David Famiglietti said the sales were conducted “lawfully” at his New Frontier Armory (sic).
The Vice President of the Nevada Firearms coalition, the state affiliate of the National Rifle Association, added that his staff have received threats and abuse since it emerged the shop sold weapons to the 64-year-old who slaughtered 58 people and injured 489 more.
Paddock then turned one of the guns on himself.
Mr Famiglietti admitted his staff sold "a few guns this year" to Paddock, who opened fire on crowds at a country music festival from the 32nd floor of Las Vegas' Mandalay Bay Hotel.
Some of his weapons had been modified with bump stock devices to make them perform like automatic weapons which are banned in the US.
Mr Famigletti told the New Yorker he had sold Paddock a shotgun with an “effective range” of 30 yards and “a rifle that did not leave my store as a machine gun, nor did it leave my store modified (legally or illegally) in any way to shoot more than one round per pull of the trigger”.
The gun dealer told NBC News that Paddock visited his store in the spring, and in a separate interview told the BBC the weapons the killer bought from his shop were not “capable of what we’ve seen and heard in the video without modification”.
"Since the release of the news that we were one of several stores that Paddock had purchased firearms from in the area, myself and my employees have been receiving hate mail and threats, threatening phone calls and messages, and people leaving fake reviews of our company on various platforms," Mr Famiglietti wrote in a release posted to the company's Facebook page.
“Even though to us this is not important at the moment, we ask that people funnel their anger where it belongs instead of threatening and hurting others."
He added: “It’s no different from blaming Mandalay Bay for booking the hotel room, the State of Nevada DPS or the FBI for giving us the authority to transfer the weapon – it obviously wasn’t done with malicious intent."
He said the shop was co-operating fully with all law enforcement agencies in the investigation into Paddock.
“Stephen Paddock did purchase several firearms through our retail store in North Las Vegas earlier this year. All state and federal requirements were met including a background check by the Nevada Department of Public Safety, as well as a full FBI NICS background check before he was able to take possession of the firearms he had purchased.
“My entire staff takes their job very seriously and if there were any ‘red flags’ during this transaction, like any other, it would have been halted immediately."
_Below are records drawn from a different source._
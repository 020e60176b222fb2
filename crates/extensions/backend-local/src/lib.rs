//! Local inference backend for FormPilot.
//!
//! Runs a causal language model in-process and decodes with the strategy
//! chosen in the generation config. The model and tokenizer sit behind the
//! [`CausalLm`] and [`TextCodec`] traits; the `onnx` feature provides
//! implementations backed by ONNX Runtime and HuggingFace tokenizers.

mod backend;
mod decoding;
mod model;
#[cfg(feature = "onnx")]
mod onnx;
#[cfg(test)]
mod testing;

pub use backend::LocalBackend;
pub use decoding::{DecodingPlan, NO_REPEAT_NGRAM_SIZE};
pub use model::{CausalLm, TextCodec};
#[cfg(feature = "onnx")]
pub use onnx::{OnnxCausalLm, TokenizerCodec};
Unlike semi-automatic guns, fully automatic weapons, or machine guns, are tightly regulated by the US federal government. But owning one is not illegal, provided it was made before 1986 and properly registered.
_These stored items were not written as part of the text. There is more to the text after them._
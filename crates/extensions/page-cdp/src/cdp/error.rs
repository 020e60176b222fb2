//! CDP error types.

use thiserror::Error;

use formpilot_protocols::PageError;

/// CDP client errors.
#[derive(Debug, Error)]
pub enum CdpError {
    /// Failed to connect to Chrome.
    #[error("Connection failed: {0}")]
    ConnectionFailed(String),

    /// Chrome not found or not running with remote debugging.
    #[error("Chrome not available at {0}. Start Chrome with: chrome --remote-debugging-port=9222")]
    ChromeNotAvailable(String),

    #[error("WebSocket error: {0}")]
    WebSocket(String),

    /// Error reported by the browser for a command.
    #[error("CDP error: {message} (code: {code})")]
    Protocol { code: i64, message: String },

    #[error("Serialization error: {0}")]
    Serialization(#[from] serde_json::Error),

    /// HTTP error during endpoint discovery.
    #[error("HTTP error: {0}")]
    Http(String),

    /// No page target to attach to.
    #[error("Page not found: {0}")]
    PageNotFound(String),

    /// Exception thrown by evaluated JavaScript.
    #[error("JavaScript error: {0}")]
    JavaScript(String),

    #[error("Timeout: {0}")]
    Timeout(String),

    #[error("Session closed")]
    SessionClosed,

    #[error("Invalid response: {0}")]
    InvalidResponse(String),
}

impl From<tokio_tungstenite::tungstenite::Error> for CdpError {
    fn from(e: tokio_tungstenite::tungstenite::Error) -> Self {
        CdpError::WebSocket(e.to_string())
    }
}

impl From<reqwest::Error> for CdpError {
    fn from(e: reqwest::Error) -> Self {
        CdpError::Http(e.to_string())
    }
}

impl From<url::ParseError> for CdpError {
    fn from(e: url::ParseError) -> Self {
        CdpError::ConnectionFailed(format!("Invalid URL: {}", e))
    }
}

impl From<CdpError> for PageError {
    fn from(e: CdpError) -> Self {
        match e {
            // Remote object ids die with navigation.
            CdpError::Protocol { ref message, .. } if message.contains("Could not find object") => {
                PageError::StaleElement(message.clone())
            }
            CdpError::JavaScript(message) => PageError::Script(message),
            CdpError::Timeout(message) => PageError::Timeout(message),
            other => PageError::Session(other.to_string()),
        }
    }
}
It has been reported that Paddock had two “bump stocks” among his arsenal – perfectly legal devices that make it possible to shoot a semiautomatic weapon at a machine-gun-like rate.
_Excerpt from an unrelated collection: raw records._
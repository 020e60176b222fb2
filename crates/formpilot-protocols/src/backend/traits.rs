//! Model backend trait definition.

use async_trait::async_trait;

use super::{GenerationConfig, GenerationRequest};
use crate::error::BackendError;

/// Receives streamed chunks, in order.
pub type ChunkListener<'a> = &'a mut (dyn FnMut(&str) + Send);

/// Text completion capability.
#[async_trait]
pub trait ModelBackend: Send + Sync {
    /// Returns the backend ID.
    fn id(&self) -> &str;

    /// Generate a complete answer.
    async fn generate(
        &self,
        request: &GenerationRequest,
        config: &GenerationConfig,
    ) -> Result<String, BackendError>;

    /// Generate an answer, handing each chunk to `on_chunk` as it arrives.
    ///
    /// The returned text is the concatenation of all chunks.
    async fn stream_generate(
        &self,
        request: &GenerationRequest,
        config: &GenerationConfig,
        on_chunk: ChunkListener<'_>,
    ) -> Result<String, BackendError> {
        let text = self.generate(request, config).await?;
        if !text.is_empty() {
            on_chunk(&text);
        }
        Ok(text)
    }
}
Mr Famiglietti, a staunch supporter of the constitutional right to bear arms, said it was frustrating that people insisted on blaming “tools” instead of the person pulling the trigger.
“I sell tools, 99 per cent of the time, they are used lawfully. I can’t fix the rest, unfortunately, just like the CEO of Ford or Chevy can’t stop people from killing people with their cars.”
He added that it was tiresome having to constantly “dispel myths” about the nature of guns and gun ownership in the US in order to combat what he called the “false info out there”.
“I urge people that want to be ‘against’ something with such passion to take the time to educate themselves first.”
He acknowledged that the state of Nevada is “very gun friendly” with a tradition of hunting and sports shooting.
But he said that with more people from California and other states which favour tighter gun control moving there, the Las Vegas metropolitan area is “becoming more and more anti-gun every year.”
He said he felt anger towards politicians and campaigners who called for tighter gun laws in the immediate aftermath of the massacre.
He pointed to tweets from Hillary Clinton, one of which said: “The crowd fled at the sound of gunshots. Imagine the deaths if the shooter had a silence which the NRA wants to make easier to get.”
Describing Paddock as a “nut job”, Mr Famiglietti said: “Las Vegas, especially the Strip, is a very target-rich environment for a mass murder. I’ve always said, in the back of my mind, that I was surprised something like this hasn’t happened sooner.”
Mr Famiglietti insisted that “well aimed shots” fired one at a time from a legal weapon could have done “just as much” harm as the deadly hailstorm unleashed by Paddock, whose motives remain a mystery.
An analysis of video of the shooting suggests that in a ten-second burst, Paddock fired roughly ninety times into the crowd of people enjoying a country music festival – which could not possibly have been done with a non-automatic weapon.
Californian Democratic Senator Dianne Feinstein – who said her daughter almost went to the music festival turned massacre – this week proposed legislation that would ban bump stocks.
But many Republicans have remained silent on the issue of gun control and the influence of the powerful and enormously wealthy NRA, with President Donald Trump insisting it is not the right time to discuss changes to the law.